Stored items

******

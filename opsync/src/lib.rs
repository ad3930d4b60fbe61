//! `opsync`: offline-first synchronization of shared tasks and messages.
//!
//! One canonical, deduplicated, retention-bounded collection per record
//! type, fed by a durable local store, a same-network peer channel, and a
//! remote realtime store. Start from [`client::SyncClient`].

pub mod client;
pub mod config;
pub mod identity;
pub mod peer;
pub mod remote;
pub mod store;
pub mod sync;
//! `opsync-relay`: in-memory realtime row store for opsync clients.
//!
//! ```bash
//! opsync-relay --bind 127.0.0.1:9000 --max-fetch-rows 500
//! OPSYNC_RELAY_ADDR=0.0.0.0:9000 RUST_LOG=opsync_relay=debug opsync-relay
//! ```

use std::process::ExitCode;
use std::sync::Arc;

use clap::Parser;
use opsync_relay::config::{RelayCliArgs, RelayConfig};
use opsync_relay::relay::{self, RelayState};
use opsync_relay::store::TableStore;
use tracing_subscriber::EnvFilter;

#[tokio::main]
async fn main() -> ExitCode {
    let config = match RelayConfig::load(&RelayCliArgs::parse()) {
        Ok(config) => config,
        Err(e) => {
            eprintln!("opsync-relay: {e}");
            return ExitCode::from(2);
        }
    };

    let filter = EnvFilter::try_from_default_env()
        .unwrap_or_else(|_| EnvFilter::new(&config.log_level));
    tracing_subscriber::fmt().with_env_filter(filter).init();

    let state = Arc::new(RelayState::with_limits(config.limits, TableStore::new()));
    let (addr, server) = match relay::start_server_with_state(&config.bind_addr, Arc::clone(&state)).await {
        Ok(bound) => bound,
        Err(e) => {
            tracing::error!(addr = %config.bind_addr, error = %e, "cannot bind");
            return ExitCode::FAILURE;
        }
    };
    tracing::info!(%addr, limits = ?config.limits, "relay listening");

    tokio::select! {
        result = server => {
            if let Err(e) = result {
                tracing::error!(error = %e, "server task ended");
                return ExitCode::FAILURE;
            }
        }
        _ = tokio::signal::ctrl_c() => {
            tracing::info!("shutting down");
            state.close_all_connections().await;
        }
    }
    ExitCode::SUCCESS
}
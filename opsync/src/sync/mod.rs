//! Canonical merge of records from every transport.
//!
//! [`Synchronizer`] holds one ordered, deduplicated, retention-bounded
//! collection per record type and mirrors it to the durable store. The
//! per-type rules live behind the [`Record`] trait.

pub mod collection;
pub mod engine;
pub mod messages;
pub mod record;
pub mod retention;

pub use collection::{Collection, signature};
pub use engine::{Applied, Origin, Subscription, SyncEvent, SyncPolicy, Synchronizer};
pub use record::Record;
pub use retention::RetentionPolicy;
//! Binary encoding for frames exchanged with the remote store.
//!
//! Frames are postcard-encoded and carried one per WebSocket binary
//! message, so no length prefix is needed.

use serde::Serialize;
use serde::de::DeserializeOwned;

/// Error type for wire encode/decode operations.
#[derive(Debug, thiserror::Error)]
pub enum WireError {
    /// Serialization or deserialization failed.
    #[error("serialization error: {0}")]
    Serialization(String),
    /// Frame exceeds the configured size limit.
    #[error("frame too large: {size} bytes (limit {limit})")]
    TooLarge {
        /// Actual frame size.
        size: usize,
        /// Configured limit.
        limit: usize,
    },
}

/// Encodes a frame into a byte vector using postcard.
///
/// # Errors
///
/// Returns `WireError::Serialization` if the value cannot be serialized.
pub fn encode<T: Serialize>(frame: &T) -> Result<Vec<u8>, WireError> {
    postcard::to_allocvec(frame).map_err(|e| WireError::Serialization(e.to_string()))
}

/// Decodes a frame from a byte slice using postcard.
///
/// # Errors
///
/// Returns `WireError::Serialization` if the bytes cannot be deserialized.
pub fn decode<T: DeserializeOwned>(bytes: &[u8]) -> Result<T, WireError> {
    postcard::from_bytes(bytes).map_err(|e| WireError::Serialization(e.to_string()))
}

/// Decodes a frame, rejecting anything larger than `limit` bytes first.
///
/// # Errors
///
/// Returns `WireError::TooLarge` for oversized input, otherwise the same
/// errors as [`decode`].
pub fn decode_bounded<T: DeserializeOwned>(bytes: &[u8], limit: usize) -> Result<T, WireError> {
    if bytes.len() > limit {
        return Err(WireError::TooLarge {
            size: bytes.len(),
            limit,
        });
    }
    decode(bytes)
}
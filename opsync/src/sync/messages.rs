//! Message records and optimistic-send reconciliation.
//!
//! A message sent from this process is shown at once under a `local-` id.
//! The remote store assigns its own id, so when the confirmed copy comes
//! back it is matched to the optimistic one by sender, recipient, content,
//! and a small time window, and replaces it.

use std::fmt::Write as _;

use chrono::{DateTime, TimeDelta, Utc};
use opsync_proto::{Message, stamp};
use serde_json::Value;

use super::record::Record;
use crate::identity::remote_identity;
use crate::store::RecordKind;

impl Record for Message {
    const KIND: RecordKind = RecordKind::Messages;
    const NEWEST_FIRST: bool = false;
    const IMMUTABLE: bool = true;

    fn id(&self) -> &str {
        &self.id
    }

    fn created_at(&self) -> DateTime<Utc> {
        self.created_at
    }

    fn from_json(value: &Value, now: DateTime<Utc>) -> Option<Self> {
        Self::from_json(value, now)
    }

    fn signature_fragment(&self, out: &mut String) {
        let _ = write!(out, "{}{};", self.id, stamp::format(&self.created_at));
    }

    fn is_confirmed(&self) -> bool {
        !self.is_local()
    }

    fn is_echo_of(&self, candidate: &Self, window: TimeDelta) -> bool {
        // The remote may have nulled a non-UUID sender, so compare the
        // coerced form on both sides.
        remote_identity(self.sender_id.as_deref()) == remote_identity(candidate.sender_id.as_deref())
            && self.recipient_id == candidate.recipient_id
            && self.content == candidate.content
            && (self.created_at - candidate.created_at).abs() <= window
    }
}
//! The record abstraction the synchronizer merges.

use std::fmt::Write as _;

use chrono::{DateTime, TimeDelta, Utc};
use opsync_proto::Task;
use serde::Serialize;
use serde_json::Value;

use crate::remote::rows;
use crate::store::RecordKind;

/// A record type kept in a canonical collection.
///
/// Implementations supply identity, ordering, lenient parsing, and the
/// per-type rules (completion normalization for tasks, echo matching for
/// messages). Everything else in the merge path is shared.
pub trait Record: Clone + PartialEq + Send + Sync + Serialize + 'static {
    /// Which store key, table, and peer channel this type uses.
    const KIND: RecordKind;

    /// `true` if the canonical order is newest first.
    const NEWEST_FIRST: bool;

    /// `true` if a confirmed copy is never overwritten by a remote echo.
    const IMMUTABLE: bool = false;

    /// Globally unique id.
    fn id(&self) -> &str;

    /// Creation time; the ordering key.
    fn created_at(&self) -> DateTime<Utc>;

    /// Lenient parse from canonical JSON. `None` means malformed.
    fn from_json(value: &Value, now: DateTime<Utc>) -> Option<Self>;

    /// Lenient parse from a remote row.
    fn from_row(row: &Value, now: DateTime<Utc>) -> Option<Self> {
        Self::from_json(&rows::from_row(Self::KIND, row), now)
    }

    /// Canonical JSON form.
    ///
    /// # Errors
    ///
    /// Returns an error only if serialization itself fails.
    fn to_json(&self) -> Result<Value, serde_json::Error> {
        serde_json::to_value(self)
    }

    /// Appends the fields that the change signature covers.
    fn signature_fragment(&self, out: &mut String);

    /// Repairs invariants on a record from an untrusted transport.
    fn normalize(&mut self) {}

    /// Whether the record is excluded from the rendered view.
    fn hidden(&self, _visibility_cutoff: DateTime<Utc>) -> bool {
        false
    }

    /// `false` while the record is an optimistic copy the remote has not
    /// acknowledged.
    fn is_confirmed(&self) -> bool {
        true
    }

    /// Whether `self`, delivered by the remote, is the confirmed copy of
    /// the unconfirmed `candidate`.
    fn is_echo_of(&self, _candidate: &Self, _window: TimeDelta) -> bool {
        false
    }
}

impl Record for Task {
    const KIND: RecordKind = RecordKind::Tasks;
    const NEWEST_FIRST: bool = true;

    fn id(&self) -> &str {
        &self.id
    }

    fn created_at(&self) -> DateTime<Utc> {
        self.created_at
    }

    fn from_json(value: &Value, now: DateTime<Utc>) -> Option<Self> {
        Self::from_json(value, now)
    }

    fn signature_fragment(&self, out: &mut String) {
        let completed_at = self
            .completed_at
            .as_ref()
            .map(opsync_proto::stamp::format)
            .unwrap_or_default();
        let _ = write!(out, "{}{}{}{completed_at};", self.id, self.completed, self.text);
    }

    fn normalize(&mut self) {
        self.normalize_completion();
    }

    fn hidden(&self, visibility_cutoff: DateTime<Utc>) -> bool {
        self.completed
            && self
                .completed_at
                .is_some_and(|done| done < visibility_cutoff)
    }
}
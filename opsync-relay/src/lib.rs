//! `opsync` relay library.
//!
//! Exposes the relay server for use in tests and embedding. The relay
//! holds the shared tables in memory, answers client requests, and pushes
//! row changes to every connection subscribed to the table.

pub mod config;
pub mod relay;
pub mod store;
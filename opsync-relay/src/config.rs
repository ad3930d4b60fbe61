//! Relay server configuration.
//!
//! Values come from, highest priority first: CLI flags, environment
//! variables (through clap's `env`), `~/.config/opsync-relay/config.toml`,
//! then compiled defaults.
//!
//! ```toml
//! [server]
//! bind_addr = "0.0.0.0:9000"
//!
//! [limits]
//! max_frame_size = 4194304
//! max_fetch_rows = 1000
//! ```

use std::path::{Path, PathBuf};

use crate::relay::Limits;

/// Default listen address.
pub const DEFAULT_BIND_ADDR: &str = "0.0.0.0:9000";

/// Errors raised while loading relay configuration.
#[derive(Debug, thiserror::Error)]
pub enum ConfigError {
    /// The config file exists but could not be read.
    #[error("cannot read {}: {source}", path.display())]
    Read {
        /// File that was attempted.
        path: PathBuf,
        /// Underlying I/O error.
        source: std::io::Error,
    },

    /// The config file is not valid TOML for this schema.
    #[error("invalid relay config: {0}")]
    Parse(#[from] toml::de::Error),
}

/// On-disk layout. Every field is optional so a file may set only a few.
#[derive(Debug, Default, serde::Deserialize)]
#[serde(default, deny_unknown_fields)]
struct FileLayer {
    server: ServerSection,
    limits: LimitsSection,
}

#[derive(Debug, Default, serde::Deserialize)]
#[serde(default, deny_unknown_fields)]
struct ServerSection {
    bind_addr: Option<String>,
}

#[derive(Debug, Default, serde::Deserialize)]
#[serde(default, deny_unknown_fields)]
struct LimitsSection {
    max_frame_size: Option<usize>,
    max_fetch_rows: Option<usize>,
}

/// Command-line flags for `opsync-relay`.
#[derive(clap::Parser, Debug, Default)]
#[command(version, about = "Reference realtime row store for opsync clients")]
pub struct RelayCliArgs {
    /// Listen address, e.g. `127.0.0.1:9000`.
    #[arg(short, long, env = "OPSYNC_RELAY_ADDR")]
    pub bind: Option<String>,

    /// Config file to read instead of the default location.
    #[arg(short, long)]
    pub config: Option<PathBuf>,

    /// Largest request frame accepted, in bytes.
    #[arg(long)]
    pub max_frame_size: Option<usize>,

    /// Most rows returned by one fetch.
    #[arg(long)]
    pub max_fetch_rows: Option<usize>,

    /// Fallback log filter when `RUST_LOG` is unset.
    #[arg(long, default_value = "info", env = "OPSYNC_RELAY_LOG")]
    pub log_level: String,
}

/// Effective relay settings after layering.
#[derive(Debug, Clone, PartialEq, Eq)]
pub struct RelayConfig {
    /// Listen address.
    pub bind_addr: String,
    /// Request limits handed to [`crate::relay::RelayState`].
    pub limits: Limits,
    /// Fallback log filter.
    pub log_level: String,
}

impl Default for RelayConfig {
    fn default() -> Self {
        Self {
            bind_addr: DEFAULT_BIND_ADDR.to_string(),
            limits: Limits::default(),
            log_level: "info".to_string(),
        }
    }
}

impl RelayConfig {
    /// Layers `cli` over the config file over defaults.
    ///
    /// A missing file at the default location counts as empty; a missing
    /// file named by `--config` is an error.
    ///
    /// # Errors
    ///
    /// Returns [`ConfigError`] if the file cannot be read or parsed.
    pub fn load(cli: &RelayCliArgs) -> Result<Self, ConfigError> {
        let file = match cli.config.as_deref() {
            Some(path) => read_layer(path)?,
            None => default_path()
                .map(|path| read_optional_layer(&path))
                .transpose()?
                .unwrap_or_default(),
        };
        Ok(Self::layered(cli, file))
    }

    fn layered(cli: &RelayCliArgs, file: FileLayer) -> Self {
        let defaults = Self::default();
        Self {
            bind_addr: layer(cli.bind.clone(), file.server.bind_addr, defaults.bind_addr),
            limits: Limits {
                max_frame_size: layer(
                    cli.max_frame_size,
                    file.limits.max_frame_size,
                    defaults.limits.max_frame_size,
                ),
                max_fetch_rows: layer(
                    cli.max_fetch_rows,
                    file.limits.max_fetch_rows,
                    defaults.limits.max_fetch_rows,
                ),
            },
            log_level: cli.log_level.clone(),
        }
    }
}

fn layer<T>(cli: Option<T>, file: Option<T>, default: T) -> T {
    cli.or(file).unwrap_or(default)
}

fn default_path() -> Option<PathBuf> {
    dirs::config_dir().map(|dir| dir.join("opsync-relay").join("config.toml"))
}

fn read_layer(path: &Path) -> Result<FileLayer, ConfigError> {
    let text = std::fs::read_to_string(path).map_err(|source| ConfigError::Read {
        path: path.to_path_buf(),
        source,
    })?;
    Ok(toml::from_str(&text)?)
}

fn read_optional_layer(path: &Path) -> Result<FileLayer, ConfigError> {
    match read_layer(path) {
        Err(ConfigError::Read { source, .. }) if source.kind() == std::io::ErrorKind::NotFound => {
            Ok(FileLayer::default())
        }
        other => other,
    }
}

******

### PROBLEM TO SOLVE
The output should be exactly the lines above from the line containing "per WebSocket binary" to the line containing "confirmed copy comes", inclusive, with no other lines.

### RESULT
//! Frames are postcard-encoded and carried one per WebSocket binary
//! message, so no length prefix is needed.

use serde::Serialize;
use serde::de::DeserializeOwned;

/// Error type for wire encode/decode operations.
#[derive(Debug, thiserror::Error)]
pub enum WireError {
    /// Serialization or deserialization failed.
    #[error("serialization error: {0}")]
    Serialization(String),
    /// Frame exceeds the configured size limit.
    #[error("frame too large: {size} bytes (limit {limit})")]
    TooLarge {
        /// Actual frame size.
        size: usize,
        /// Configured limit.
        limit: usize,
    },
}

/// Encodes a frame into a byte vector using postcard.
///
/// # Errors
///
/// Returns `WireError::Serialization` if the value cannot be serialized.
pub fn encode<T: Serialize>(frame: &T) -> Result<Vec<u8>, WireError> {
    postcard::to_allocvec(frame).map_err(|e| WireError::Serialization(e.to_string()))
}

/// Decodes a frame from a byte slice using postcard.
///
/// # Errors
///
/// Returns `WireError::Serialization` if the bytes cannot be deserialized.
pub fn decode<T: DeserializeOwned>(bytes: &[u8]) -> Result<T, WireError> {
    postcard::from_bytes(bytes).map_err(|e| WireError::Serialization(e.to_string()))
}

/// Decodes a frame, rejecting anything larger than `limit` bytes first.
///
/// # Errors
///
/// Returns `WireError::TooLarge` for oversized input, otherwise the same
/// errors as [`decode`].
pub fn decode_bounded<T: DeserializeOwned>(bytes: &[u8], limit: usize) -> Result<T, WireError> {
    if bytes.len() > limit {
        return Err(WireError::TooLarge {
            size: bytes.len(),
            limit,
        });
    }
    decode(bytes)
}
filename opsync/src/sync/messages.rs
//! Message records and optimistic-send reconciliation.
//!
//! A message sent from this process is shown at once under a `local-` id.
//! The remote store assigns its own id, so when the confirmed copy comes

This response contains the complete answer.